Jacques Attali vient de remettre au Président de la république un rapport au titre évocateur : « Construire le monde positif que nous voulons. Pour les générations futures à l’horizon 2030 ». Il y est beaucoup question d’agriculture, de biodiversité, de développement durable, de réglementation des marchés de matières premières, etc. À première vue, le monde agricole devrait être intéressé par l’idée qu’un rapport officiel accorde une telle place aux problématiques agricoles et rurales. Ce n’est pas si souvent le cas. La satisfaction est de courte durée cependant. Jacques Attali met à sa propre sauce des notions devenues bien classiques et dont on connaît les limites si on est sensible aux enjeux de l’alimentation de la planète : agriculture familiale, réduction des pesticides, produits bio, impact environnemental, etc. Jacques Attali évoque évidemment l’agroécologie cher à Stéphane Le Foll.

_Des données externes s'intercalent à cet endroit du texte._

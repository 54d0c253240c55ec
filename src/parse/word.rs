use std::io::Write;
use std::ops::Range;
use std::path::PathBuf;

use crate::dict::ShardedDict;
use crate::error::PfpError;
use crate::krhash::kr_hash;

use super::config::IBYTES;

/// An output stream that remembers where it goes, for error reporting.
pub struct OutStream<W> {
    path: PathBuf,
    inner: W,
}

impl<W: Write> OutStream<W> {
    pub fn new(path: impl Into<PathBuf>, inner: W) -> Self {
        OutStream {
            path: path.into(),
            inner,
        }
    }

    #[inline]
    fn put(&mut self, bytes: &[u8]) -> Result<(), PfpError> {
        self.inner
            .write_all(bytes)
            .map_err(|e| PfpError::io("write", &self.path, e))
    }

    /// Flush and hand back the writer.
    pub fn finish(mut self) -> Result<W, PfpError> {
        self.inner
            .flush()
            .map_err(|e| PfpError::io("flush", &self.path, e))?;
        Ok(self.inner)
    }
}

/// The three private streams of one segment.
pub struct SegmentStreams<W> {
    /// Full hash of every word, 8 bytes native order.
    pub parse: OutStream<W>,
    /// The byte preceding each word's trailing window.
    pub last: OutStream<W>,
    /// Ending offset + 1 of every word, `IBYTES` little-endian bytes.
    pub sai: Option<OutStream<W>>,
}

/// Flushed writers of a finished segment.
#[derive(Debug)]
pub struct SegmentOutput<W> {
    pub parse: W,
    pub last: W,
    pub sai: Option<W>,
}

impl<W: Write> SegmentStreams<W> {
    pub fn finish(self) -> Result<SegmentOutput<W>, PfpError> {
        Ok(SegmentOutput {
            parse: self.parse.finish()?,
            last: self.last.finish()?,
            sai: self.sai.map(OutStream::finish).transpose()?,
        })
    }
}

/// Counters of one segment, kept after its streams are closed.
#[derive(Debug, Clone, Copy, PartialEq, Eq)]
pub struct SegmentReport {
    pub index: usize,
    pub start: u64,
    pub end: u64,
    /// Bytes read before the resynchronization boundary.
    pub skipped: u64,
    /// Bytes consumed as part of emitted words, the seed window included.
    pub parsed: u64,
    pub words: u64,
}

/// Everything one scanner thread owns: its byte range, its counters and its
/// output streams.
pub struct SegmentState<W> {
    pub index: usize,
    pub start: u64,
    pub end: u64,
    pub skipped: u64,
    pub parsed: u64,
    pub words: u64,
    streams: SegmentStreams<W>,
}

impl<W: Write> SegmentState<W> {
    pub fn new(index: usize, range: Range<u64>, streams: SegmentStreams<W>) -> Self {
        SegmentState {
            index,
            start: range.start,
            end: range.end,
            skipped: 0,
            parsed: 0,
            words: 0,
            streams,
        }
    }

    pub fn report(&self) -> SegmentReport {
        SegmentReport {
            index: self.index,
            start: self.start,
            end: self.end,
            skipped: self.skipped,
            parsed: self.parsed,
            words: self.words,
        }
    }

    /// Close the streams, returning the final counters and the flushed writers.
    pub fn close(self) -> Result<(SegmentReport, SegmentOutput<W>), PfpError> {
        let report = self.report();
        Ok((report, self.streams.finish()?))
    }

    /// Emit the closed word `word` and keep only its trailing `w` bytes, the
    /// start of the next word.
    ///
    /// `pos` is the ending offset + 1 of the previous word in the text, or 0
    /// before the first word of the text. Returns false, emitting nothing, if
    /// the word is not longer than the window.
    pub fn save_and_slide(
        &mut self,
        word: &mut Vec<u8>,
        w: usize,
        pos: &mut u64,
        dict: &ShardedDict,
    ) -> Result<bool, PfpError> {
        debug_assert!(*pos == 0 || word.len() > w);
        if word.len() <= w {
            return Ok(false);
        }

        let hash = kr_hash(word);
        self.streams.parse.put(&hash.to_ne_bytes())?;
        dict.update(hash, word)?;
        self.streams.last.put(&[word[word.len() - w - 1]])?;

        if *pos == 0 {
            // -1 for the sentinel in front of the first word
            *pos = word.len() as u64 - 1;
        } else {
            *pos += (word.len() - w) as u64;
        }
        if let Some(sai) = self.streams.sai.as_mut() {
            sai.put(&pos.to_le_bytes()[..IBYTES])?;
        }

        word.drain(..word.len() - w);
        Ok(true)
    }
}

On aurait attendu des idées un peu plus audacieuses et originales de la part de Jacques Attali, surtout en se projetant vers 2030. Certes, il y a un court chapitre sur le big data et ses retombées en agriculture ; mais quid des biotechnologies au-delà des OGM ? Quid des nanotechnologies appliquées à l’agriculture ? Quid de ce qu’on peut attendre des capteurs de toutes sortes qui permettent de suivre de près la santé d’un animal ou les attaques de nuisibles sur un m2 de champ de blé ?

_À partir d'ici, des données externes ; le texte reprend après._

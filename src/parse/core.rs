use std::fs::File;
use std::io::BufWriter;
use std::ops::Range;
use std::path::Path;
use std::sync::atomic::{AtomicBool, Ordering};

use tracing::{info, warn};

use crate::common::io::{
    EXT_LAST, EXT_PARSE_OLD, EXT_SAI, aux_path_num, create_output, file_size, open_noatime,
};
use crate::dict::ShardedDict;
use crate::error::PfpError;

use super::config::ParseConfig;
use super::scanner::{ScanContext, scan_segment};
use super::word::{OutStream, SegmentReport, SegmentState, SegmentStreams};

/// What a completed scan of the whole text produced.
#[derive(Debug, Clone)]
pub struct ScanOutcome {
    pub file_len: u64,
    /// One report per segment, in range order.
    pub segments: Vec<SegmentReport>,
}

impl ScanOutcome {
    pub fn words(&self) -> u64 {
        self.segments.iter().map(|s| s.words).sum()
    }
}

/// Number of segments actually used for a text of `len` bytes.
///
/// Every segment but the first must start past offset 0, so there are never
/// more segments than bytes.
pub fn effective_threads(len: u64, requested: usize) -> usize {
    let cap = usize::try_from(len).unwrap_or(usize::MAX).max(1);
    requested.max(1).min(cap)
}

/// Split `[0, len)` into `n` contiguous ranges of `len / n` bytes; the last
/// one absorbs the remainder.
pub fn partition(len: u64, n: usize) -> Vec<Range<u64>> {
    let n = n.max(1) as u64;
    let chunk = len / n;
    (0..n)
        .map(|i| {
            let start = i * chunk;
            let end = if i + 1 == n { len } else { (i + 1) * chunk };
            start..end
        })
        .collect()
}

/// Open segment `index`'s private output files next to `base`.
pub fn open_segment_streams(
    base: &Path,
    index: usize,
    sa_info: bool,
) -> Result<SegmentStreams<BufWriter<File>>, PfpError> {
    let open = |ext: &str| -> Result<OutStream<BufWriter<File>>, PfpError> {
        let path = aux_path_num(base, ext, index);
        let out = create_output(&path).map_err(|e| PfpError::io("create", &path, e))?;
        Ok(OutStream::new(path, out))
    };
    Ok(SegmentStreams {
        parse: open(EXT_PARSE_OLD)?,
        last: open(EXT_LAST)?,
        sai: if sa_info { Some(open(EXT_SAI)?) } else { None },
    })
}

/// Verify that the segments together parsed every byte of the text exactly
/// once. Each segment but the first re-parses the `w`-byte window it
/// resynchronized on.
pub fn check_accounting(
    segments: &[SegmentReport],
    window: u64,
    file_len: u64,
) -> Result<(), PfpError> {
    let mut total = 0u64;
    for seg in segments {
        if seg.words == 0 {
            if seg.index == 0 {
                return Err(PfpError::Inconsistent(
                    "the first segment produced no words".into(),
                ));
            }
            continue;
        }
        if seg.index == 0 {
            if file_len > window && seg.parsed <= window {
                return Err(PfpError::Inconsistent(format!(
                    "first segment parsed {} bytes with window {}",
                    seg.parsed, window
                )));
            }
            total += seg.parsed;
        } else {
            if seg.parsed < window {
                return Err(PfpError::Inconsistent(format!(
                    "segment {} parsed {} bytes, less than its window {}",
                    seg.index, seg.parsed, window
                )));
            }
            total += seg.parsed - window;
        }
    }
    if total != file_len {
        return Err(PfpError::Inconsistent(format!(
            "parsed {} bytes but the input has {}",
            total, file_len
        )));
    }
    Ok(())
}

/// Scan `input` with one thread per segment, writing each segment's streams
/// to `<base>.<ext>.<i>` and counting words in `dict`.
///
/// Returns the per-segment counters after checking that they account for
/// every input byte.
pub fn process_file(
    input: &Path,
    base: &Path,
    config: &ParseConfig,
    dict: &ShardedDict,
) -> Result<ScanOutcome, PfpError> {
    config.validate()?;
    let file_len = file_size(input).map_err(|e| PfpError::io("open", input, e))?;

    let threads = effective_threads(file_len, config.threads);
    if threads < config.threads {
        warn!(
            requested = config.threads,
            used = threads,
            "input too small, reducing thread count"
        );
    }

    let mut states = Vec::with_capacity(threads);
    for (i, range) in partition(file_len, threads).into_iter().enumerate() {
        let streams = open_segment_streams(base, i, config.sa_info)?;
        states.push(SegmentState::new(i, range, streams));
    }

    let cancel = AtomicBool::new(false);
    let ctx = ScanContext {
        input,
        window: config.window,
        modulus: config.modulus,
        dict,
        cancel: &cancel,
    };

    let finished: Vec<_> = std::thread::scope(|s| {
        let handles: Vec<_> = states
            .into_iter()
            .map(|mut state| {
                let ctx = &ctx;
                s.spawn(move || {
                    let result = open_noatime(ctx.input)
                        .map_err(|e| PfpError::io("open", ctx.input, e))
                        .and_then(|file| scan_segment(file, &mut state, ctx));
                    if result.is_err() {
                        ctx.cancel.store(true, Ordering::Relaxed);
                    }
                    (state, result)
                })
            })
            .collect();

        // Joined in range order so reporting is deterministic.
        handles
            .into_iter()
            .map(|h| h.join().unwrap_or_else(|p| std::panic::resume_unwind(p)))
            .collect()
    });

    let mut first_error = None;
    let mut segments = Vec::with_capacity(finished.len());
    for (state, result) in finished {
        let closed = state.close();
        let report = match (result, closed) {
            (Ok(()), Ok((report, _))) => report,
            (Err(e), _) | (Ok(()), Err(e)) => {
                if first_error.is_none() && !e.is_cancelled() {
                    first_error = Some(e);
                }
                continue;
            }
        };
        info!(
            segment = report.index,
            start = report.start,
            end = report.end,
            parsed = report.parsed,
            skipped = report.skipped,
            words = report.words,
            "segment done"
        );
        segments.push(report);
    }
    if let Some(e) = first_error {
        return Err(e);
    }
    if segments.len() != threads {
        return Err(PfpError::Cancelled);
    }

    check_accounting(&segments, config.window as u64, file_len)?;
    Ok(ScanOutcome { file_len, segments })
}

Il n’empêche, les responsables agricoles doivent s’intéresser à ce rapport car il correspond aux idées principales qu’un Parisien, conseiller politique influant, peut se faire de l’avenir de l’agriculture. Vision un peu romantique, à la mode, confortant pas mal de politiques dans leurs idées toutes faites, mais ne trouvant pas beaucoup de solutions au problème d’une agriculture qui doit produire beaucoup plus et beaucoup mieux.